Under the law, the DoJ is expected to make justice accessible to everybody.  Unfortunately, the DoJ under Secretary Vitaliano Aguirre II seems unaware of the constitutional right to be presumed innocent, and the jurisprudence that defines it.  The DoJ likewise appears oblivious to the role of the State and the private offended party in a criminal case, and to the concept of justice itself.  This is confirmed by the excessive fees being charged by the DoJ from people who seek the justice the DoJ is obligated under the law to deliver in the first place.

As discussed in this column last week, the fees are not only excessive; they are anomalous. A victim of large-scale swindling will naturally want justice.  To do so, he must file the corresponding complaint with the DoJ office where the crime was committed.  For his complaint to be entertained by the DoJ, he must pay a fee.  Good grief!  That’s a price tag on justice! 

Revoltingly, the fee depends on how much was embezzled.  In short, the more money embezzled, the higher the fee.  This arrangement favors big-time swindlers because when the amount involved is, for example, P100 million, the fee for justice is a whopping P1 million!  It also means that if a swindler does not want to be sued, he should steal big to make the fee for prosecuting him very prohibitive.  If that does not prevent his prosecution, the bigtime swindler has enough stolen money to bribe his way with corrupt officials.

To repeat, the real offended party in a criminal case is the State, and the State has the duty to prosecute criminals.  By requiring a fee for a complaint, the DoJ in effect requires payment from the public before it will perform its duty.  That’s justice for a fee!  What are taxes for if justice from the DoJ has a price tag? 

 Fees are imposed by the DoJ on just about anything in the investigation process.  There are fees for filing a motion for reconsideration, a motion for reinvestigation, and a motion for the inhibition of an investigating prosecutor. 

 Why should a fee be paid to undo administrative incompetence?  When a finding made by the investigating prosecutor against the respondent is erroneous, why should the respondent be required to pay a fee to correct the error of the investigating prosecutor?  What happened to his constitutional right to be presumed innocent?  Evidently, the DoJ has made the payment of the fee a prerequisite to the enjoyment of the constitutional right to be presumed innocent.  That’s a price tag on a constitutional right.
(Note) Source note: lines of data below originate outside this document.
//! Configuration module for the rental pricing engine.
//!
//! Loads the YAML configuration, interpolates environment variables and
//! validates the result.
//!
//! # Usage
//!
//! ```rust,ignore
//! use rental_pricing::config::load_config;
//!
//! // Load from default path (config.yaml)
//! let config = load_config(None)?;
//!
//! println!("Currency: {}", config.pricing.currency);
//! ```

mod observability;
mod pricing;
mod settings_store;

use serde::{Deserialize, Serialize};
use thiserror::Error;

pub use observability::{LoggingConfig, ObservabilityConfig};
pub use pricing::PricingConfig;
pub use settings_store::SettingsStoreConfig;

/// Configuration errors.
#[derive(Debug, Error)]
pub enum ConfigError {
    /// Failed to read configuration file.
    #[error("Failed to read config file '{path}': {source}")]
    ReadError {
        /// Path to the config file.
        path: String,
        /// The underlying IO error.
        source: std::io::Error,
    },

    /// Failed to parse YAML configuration.
    #[error("Failed to parse config YAML: {0}")]
    ParseError(#[from] serde_yaml_bw::Error),

    /// Configuration validation failed.
    #[error("Config validation failed: {0}")]
    ValidationError(String),
}

/// Root configuration structure.
#[derive(Debug, Clone, Default, Serialize, Deserialize)]
pub struct Config {
    /// Settings store connection.
    #[serde(default)]
    pub settings_store: SettingsStoreConfig,
    /// Pricing defaults.
    #[serde(default)]
    pub pricing: PricingConfig,
    /// Observability configuration.
    #[serde(default)]
    pub observability: ObservabilityConfig,
}

// ============================================
// Configuration Loading
// ============================================

/// Load configuration from a YAML file with environment variable interpolation.
///
/// # Arguments
///
/// * `path` - Optional path to the config file. Defaults to "config.yaml".
///
/// # Errors
///
/// Returns a `ConfigError` if the file cannot be read, parsed, or validated.
pub fn load_config(path: Option<&str>) -> Result<Config, ConfigError> {
    let path = path.unwrap_or("config.yaml");

    let contents = std::fs::read_to_string(path).map_err(|e| ConfigError::ReadError {
        path: path.to_string(),
        source: e,
    })?;

    load_config_from_string(&contents)
}

/// Load configuration from a YAML string (useful for testing).
///
/// # Errors
///
/// Returns a `ConfigError` if the YAML cannot be parsed or validated.
pub fn load_config_from_string(yaml: &str) -> Result<Config, ConfigError> {
    let interpolated = interpolate_env_vars(yaml);
    let config: Config = serde_yaml_bw::from_str(&interpolated)?;
    validate_config(&config)?;
    Ok(config)
}

/// Interpolate environment variables in a string.
///
/// Supports both `${VAR}` and `${VAR:-default}` syntax. An unset or empty
/// variable without a default becomes the empty string.
#[allow(clippy::expect_used)] // Regex is compile-time constant
fn interpolate_env_vars(input: &str) -> String {
    use std::sync::OnceLock;

    static ENV_VAR_REGEX: OnceLock<regex::Regex> = OnceLock::new();

    let re = ENV_VAR_REGEX.get_or_init(|| {
        regex::Regex::new(r"\$\{([A-Za-z_][A-Za-z0-9_]*)(?::-([^}]*))?\}")
            .expect("env var regex is valid")
    });

    re.replace_all(input, |cap: &regex::Captures<'_>| {
        let default_value = cap.get(2).map_or("", |m| m.as_str());
        match std::env::var(&cap[1]) {
            Ok(v) if !v.is_empty() => v,
            _ => default_value.to_string(),
        }
    })
    .into_owned()
}

/// Validate configuration values.
fn validate_config(config: &Config) -> Result<(), ConfigError> {
    let store = &config.settings_store;
    if store.is_configured()
        && !(store.url.starts_with("http://") || store.url.starts_with("https://"))
    {
        return Err(ConfigError::ValidationError(format!(
            "settings_store.url must start with http:// or https://, got '{}'",
            store.url
        )));
    }

    if store.timeout_secs == 0 {
        return Err(ConfigError::ValidationError(
            "settings_store.timeout_secs must be positive".to_string(),
        ));
    }

    if store.table.trim().is_empty() {
        return Err(ConfigError::ValidationError(
            "settings_store.table must not be empty".to_string(),
        ));
    }

    let depreciation = config.pricing.default_depreciation_percent;
    if !(0.0..=100.0).contains(&depreciation) {
        return Err(ConfigError::ValidationError(
            "pricing.default_depreciation_percent must be between 0 and 100".to_string(),
        ));
    }

    if config.pricing.currency.trim().is_empty() {
        return Err(ConfigError::ValidationError(
            "pricing.currency must not be empty".to_string(),
        ));
    }

    let level = &config.observability.logging.level;
    if let Err(e) = tracing_subscriber::EnvFilter::try_new(level) {
        return Err(ConfigError::ValidationError(format!(
            "observability.logging.level '{level}' is not a valid filter: {e}"
        )));
    }

    Ok(())
}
Pleadings filed in DoJ cases have to be under oath, to be administered by the investigating prosecutor.  A fee is charged for that.  Why should a party be required to pay to attest to the truth of his statements submitted to a government investigator?  Isn’t administering the oath his duty in the first place? 

The import of the requirement is that if the fee is not paid, then the pleading will not be accepted.  That arrangement is manifestly unjust, because the quest for truth is made to depend, once again, on the payment of a fee.  Worse, a respondent who does not pay the fee may end up facing a criminal prosecution, not because he is guilty, but because he did not pay the fee demanded by the DoJ.  Where is the justice there?

As expected, the excuse tendered by the DoJ is that paupers are exempted from the fee.  That’s beside the point.  The justice system must operate equally on everybody, pauper or otherwise.  Just because one can afford a fee is not enough reason to require him to pay one—especially if what is involved is the quest for justice. 

For example, one who wishes to transfer the title to real estate to one’s name, or one who wishes to obtain a driver’s license, ought to pay a fee for those transactions.  The desire for justice, however, is something else.  Putting a price tag on it is unthinkable because it reduces justice to a commodity sold in the marketplace.  

Even if a pauper is exempted from the payment requirement, the documentary requirements a pauper must satisfy to avail of the exemption are so difficult and expensive to acquire, and thus renders the exemption illusory.

To repeat, President Duterte must put an end to this anomaly in the DoJ.  It’s bad enough that many people believe that justice is for sale in this country.  Sadly, the fees imposed by the DoJ encourage that belief.